Leon Kaye | Tuesday October 28th, 2014 | 0 Comments
Allied Feather & Down, responsible down standard, fashion, animal rights, Leon Kaye, Textile Exchange, down, animal welfare, supply chain

RDS certified down is making headway.

More companies are changing their tone towards animal rights as organizations from the Humane Society to PETA are highlighting what is going in the products you eat and fashion you wear. The Responsible Down Standard (RDS), which has raised awareness about what is happening to geese as their down is harvested for winter apparel and bedding, is one of the more recent initiatives underway. Allied Feather & Down is currently the largest RDS-certified supplier on the market, and this year it has made several industry moves. The latest is its announcement that 10 brands are now sourcing the company’s down, including The North Face and Eddie Bauer.

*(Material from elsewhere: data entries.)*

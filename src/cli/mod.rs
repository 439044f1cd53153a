//! Command-line parsing for the `wasmshell` binary.

pub mod dispatch;

use std::error::Error as StdError;
use std::fmt::{self, Write as _};
use std::path::PathBuf;

use crate::logging::{LogFormat, LogLevel, LogSettings};
use crate::runtime::{ConsoleMode, HostOptions};

/// Parsed invocation.
#[derive(Debug, Clone, PartialEq, Eq)]
pub struct Cli {
    pub command: Command,
    pub log: LogSettings,
}

#[derive(Debug, Clone, PartialEq, Eq)]
pub enum Command {
    Run(RunArgs),
    Help,
    Version,
}

/// Everything needed to run one module.
#[derive(Debug, Clone, PartialEq, Eq)]
pub struct RunArgs {
    pub module: PathBuf,
    /// Arguments after the module path. Accepted for compatibility with
    /// runners that forward them; the module never sees them.
    pub args: Vec<String>,
    pub options: HostOptions,
    /// Where to write the JSON run report.
    pub report: Option<PathBuf>,
}

#[derive(Debug, Clone, PartialEq, Eq)]
pub struct CliError {
    message: String,
}

impl CliError {
    pub fn new(message: impl Into<String>) -> Self {
        Self {
            message: message.into(),
        }
    }

    pub fn with_usage(message: impl Into<String>) -> Self {
        let mut owned = message.into();
        owned.push_str("\n\n");
        owned.push_str(&Cli::usage());
        Self::new(owned)
    }
}

impl fmt::Display for CliError {
    fn fmt(&self, f: &mut fmt::Formatter<'_>) -> fmt::Result {
        f.write_str(&self.message)
    }
}

impl StdError for CliError {}

struct OptionGuide {
    flag: &'static str,
    description: &'static str,
}

const OPTIONS: &[OptionGuide] = &[
    OptionGuide {
        flag: "--entry <name>",
        description: "Export to invoke (default: main).",
    },
    OptionGuide {
        flag: "--heap-pages <n>",
        description: "Pages of 64 KiB linear memory per run (default: 16).",
    },
    OptionGuide {
        flag: "--stub-unknown-imports",
        description: "Bind unknown function imports to faulting stubs instead of refusing the module.",
    },
    OptionGuide {
        flag: "--report <path>",
        description: "Write the run report as JSON to <path>.",
    },
    OptionGuide {
        flag: "--log-level <level>",
        description: "error, warn, info, debug or trace (env: WASMSHELL_LOG_LEVEL).",
    },
    OptionGuide {
        flag: "--log-format <format>",
        description: "auto, text or json (env: WASMSHELL_LOG_FORMAT).",
    },
    OptionGuide {
        flag: "-h, --help",
        description: "Show this help.",
    },
    OptionGuide {
        flag: "-V, --version",
        description: "Print version information.",
    },
];

impl Cli {
    /// Parse arguments from an iterator (useful for testing).
    ///
    /// Options are read up to the module path; everything after it is kept
    /// verbatim in [`RunArgs::args`].
    ///
    /// # Errors
    /// Returns a [`CliError`] when an option is unknown, lacks its value, or
    /// no module path is given.
    pub fn parse_from<I, T>(args: I) -> Result<Self, CliError>
    where
        I: Iterator<Item = T>,
        T: Into<String>,
    {
        let mut iter = args.map(Into::into);
        let mut log = LogSettings::default();
        let mut options = HostOptions {
            console: ConsoleMode::Stdout,
            ..HostOptions::default()
        };
        let mut report = None;
        let mut module = None;

        while let Some(arg) = iter.next() {
            if arg == "--" {
                module = iter.next();
                break;
            }
            if !arg.starts_with('-') {
                module = Some(arg);
                break;
            }
            let (flag, inline) = match arg.split_once('=') {
                Some((flag, value)) if flag.starts_with("--") => {
                    (flag.to_string(), Some(value.to_string()))
                }
                _ => (arg, None),
            };
            let mut value = |name: &str| -> Result<String, CliError> {
                inline
                    .clone()
                    .or_else(|| iter.next())
                    .ok_or_else(|| CliError::with_usage(format!("expected value after {name}")))
            };
            match flag.as_str() {
                "-h" | "--help" => {
                    return Ok(Cli {
                        command: Command::Help,
                        log,
                    });
                }
                "-V" | "--version" => {
                    return Ok(Cli {
                        command: Command::Version,
                        log,
                    });
                }
                "--entry" => options.entry = value("--entry")?,
                "--heap-pages" => {
                    let raw = value("--heap-pages")?;
                    options.heap_pages = raw.parse().map_err(|_| {
                        CliError::with_usage(format!("invalid page count '{raw}' for --heap-pages"))
                    })?;
                }
                "--stub-unknown-imports" => options.stub_unknown_imports = true,
                "--report" => report = Some(PathBuf::from(value("--report")?)),
                "--log-level" => {
                    let raw = value("--log-level")?;
                    let level = LogLevel::parse(&raw).ok_or_else(|| {
                        CliError::with_usage(format!("unsupported log level '{raw}'"))
                    })?;
                    log.level = Some(level);
                }
                "--log-format" => {
                    let raw = value("--log-format")?;
                    let format = LogFormat::parse(&raw).ok_or_else(|| {
                        CliError::with_usage(format!("unsupported log format '{raw}'"))
                    })?;
                    log.format = Some(format);
                }
                _ => {
                    return Err(CliError::with_usage(format!("unsupported option '{flag}'")));
                }
            }
        }

        let Some(module) = module else {
            return Err(CliError::with_usage("missing module path"));
        };
        Ok(Cli {
            command: Command::Run(RunArgs {
                module: PathBuf::from(module),
                args: iter.collect(),
                options,
                report,
            }),
            log,
        })
    }

    /// Return formatted general help text.
    #[must_use]
    pub fn usage() -> String {
        let mut out = String::new();
        let _ = writeln!(
            out,
            "wasmshell {}\nRun a WebAssembly module against a minimal C-style host.\n",
            env!("CARGO_PKG_VERSION")
        );
        let _ = writeln!(out, "Usage: wasmshell [OPTIONS] <MODULE> [ARGS...]\n");
        let _ = writeln!(out, "Options:");
        let width = OPTIONS.iter().map(|guide| guide.flag.len()).max().unwrap_or(0);
        for guide in OPTIONS {
            let _ = writeln!(out, "  {:<width$}  {}", guide.flag, guide.description);
        }
        let _ = writeln!(out, "\nExit status:");
        let _ = writeln!(out, "  0    main returned, or the module called exit(0)");
        let _ = writeln!(out, "  1    the module called abort(), or the module could not be run");
        let _ = writeln!(out, "  N    the module called exit(N)");
        let _ = writeln!(out, "  3    the module called an unsupported import");
        let _ = write!(out, "  4    the module trapped or faulted otherwise");
        out
    }

    #[must_use]
    pub fn version() -> String {
        format!("wasmshell {}", env!("CARGO_PKG_VERSION"))
    }
}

Why is this important? Previous responsible sourcing efforts were opaque and did little to assuage animal rights activists who questioned the “responsible down” that companies were sourcing for everything from jackets to comforters. The new RDS guidelines, which The North Face was instrumental in drafting, are a more open process. The collection of down is not exactly the most humane process — abuses from force feeding to overcrowding were a constant complaint. With much of the world’s down supply coming from Eastern Asia and China, a global standard that could apply to factory audits anywhere and allow for seamless supply chain traceability were both needed.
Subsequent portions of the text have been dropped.